— EXERCISE DATA —

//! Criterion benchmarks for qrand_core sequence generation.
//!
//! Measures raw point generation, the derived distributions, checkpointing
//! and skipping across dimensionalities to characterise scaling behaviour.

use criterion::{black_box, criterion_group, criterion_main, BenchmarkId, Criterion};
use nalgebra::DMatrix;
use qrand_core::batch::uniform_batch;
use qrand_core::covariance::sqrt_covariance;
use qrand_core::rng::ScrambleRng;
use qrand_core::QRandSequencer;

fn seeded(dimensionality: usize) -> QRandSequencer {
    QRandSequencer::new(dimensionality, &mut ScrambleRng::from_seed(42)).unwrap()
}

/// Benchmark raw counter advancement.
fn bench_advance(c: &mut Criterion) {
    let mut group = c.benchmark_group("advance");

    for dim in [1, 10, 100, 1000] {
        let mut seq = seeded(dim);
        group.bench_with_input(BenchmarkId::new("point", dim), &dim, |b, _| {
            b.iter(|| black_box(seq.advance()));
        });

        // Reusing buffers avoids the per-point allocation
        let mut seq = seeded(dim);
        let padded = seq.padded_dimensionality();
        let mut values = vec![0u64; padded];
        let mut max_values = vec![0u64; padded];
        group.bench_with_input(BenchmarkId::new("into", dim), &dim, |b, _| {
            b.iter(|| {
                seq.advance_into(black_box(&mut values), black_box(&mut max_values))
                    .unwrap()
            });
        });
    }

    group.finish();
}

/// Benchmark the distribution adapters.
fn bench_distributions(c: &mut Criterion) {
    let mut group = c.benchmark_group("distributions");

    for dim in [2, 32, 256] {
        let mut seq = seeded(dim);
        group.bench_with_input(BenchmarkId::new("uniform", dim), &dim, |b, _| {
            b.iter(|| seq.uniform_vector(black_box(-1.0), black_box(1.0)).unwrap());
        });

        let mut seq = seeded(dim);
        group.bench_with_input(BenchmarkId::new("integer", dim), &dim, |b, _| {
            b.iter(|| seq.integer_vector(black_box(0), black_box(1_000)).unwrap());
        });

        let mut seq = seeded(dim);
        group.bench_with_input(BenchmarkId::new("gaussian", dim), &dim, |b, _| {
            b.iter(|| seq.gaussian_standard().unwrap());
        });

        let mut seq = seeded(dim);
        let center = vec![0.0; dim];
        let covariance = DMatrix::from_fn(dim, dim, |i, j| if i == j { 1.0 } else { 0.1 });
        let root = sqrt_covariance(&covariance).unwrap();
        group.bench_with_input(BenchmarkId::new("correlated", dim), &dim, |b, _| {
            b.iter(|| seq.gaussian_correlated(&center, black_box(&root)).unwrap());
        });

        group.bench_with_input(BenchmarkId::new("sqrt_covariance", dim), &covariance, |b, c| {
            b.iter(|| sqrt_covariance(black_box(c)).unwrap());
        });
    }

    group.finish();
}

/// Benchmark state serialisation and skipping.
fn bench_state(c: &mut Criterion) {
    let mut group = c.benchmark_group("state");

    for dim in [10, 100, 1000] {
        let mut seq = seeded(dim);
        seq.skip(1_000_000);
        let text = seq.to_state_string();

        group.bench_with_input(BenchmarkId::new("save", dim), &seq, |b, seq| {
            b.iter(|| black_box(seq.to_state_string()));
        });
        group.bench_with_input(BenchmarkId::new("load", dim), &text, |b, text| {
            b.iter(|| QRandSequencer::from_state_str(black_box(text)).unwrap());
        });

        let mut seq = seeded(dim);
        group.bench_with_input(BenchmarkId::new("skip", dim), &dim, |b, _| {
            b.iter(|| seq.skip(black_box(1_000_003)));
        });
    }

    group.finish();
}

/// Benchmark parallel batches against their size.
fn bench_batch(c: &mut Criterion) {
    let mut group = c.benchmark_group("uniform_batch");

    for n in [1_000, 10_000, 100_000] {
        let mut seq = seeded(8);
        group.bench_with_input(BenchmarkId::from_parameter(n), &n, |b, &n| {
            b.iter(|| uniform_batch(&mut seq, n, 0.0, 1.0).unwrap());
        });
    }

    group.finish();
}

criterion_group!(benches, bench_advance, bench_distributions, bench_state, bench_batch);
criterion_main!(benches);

— EXERCISE DETAILS —
From the entries above, return each line with the word "DMatrix" in it.

— EXERCISE RESULT —
use nalgebra::DMatrix;
        let covariance = DMatrix::from_fn(dim, dim, |i, j| if i == j { 1.0 } else { 0.1 });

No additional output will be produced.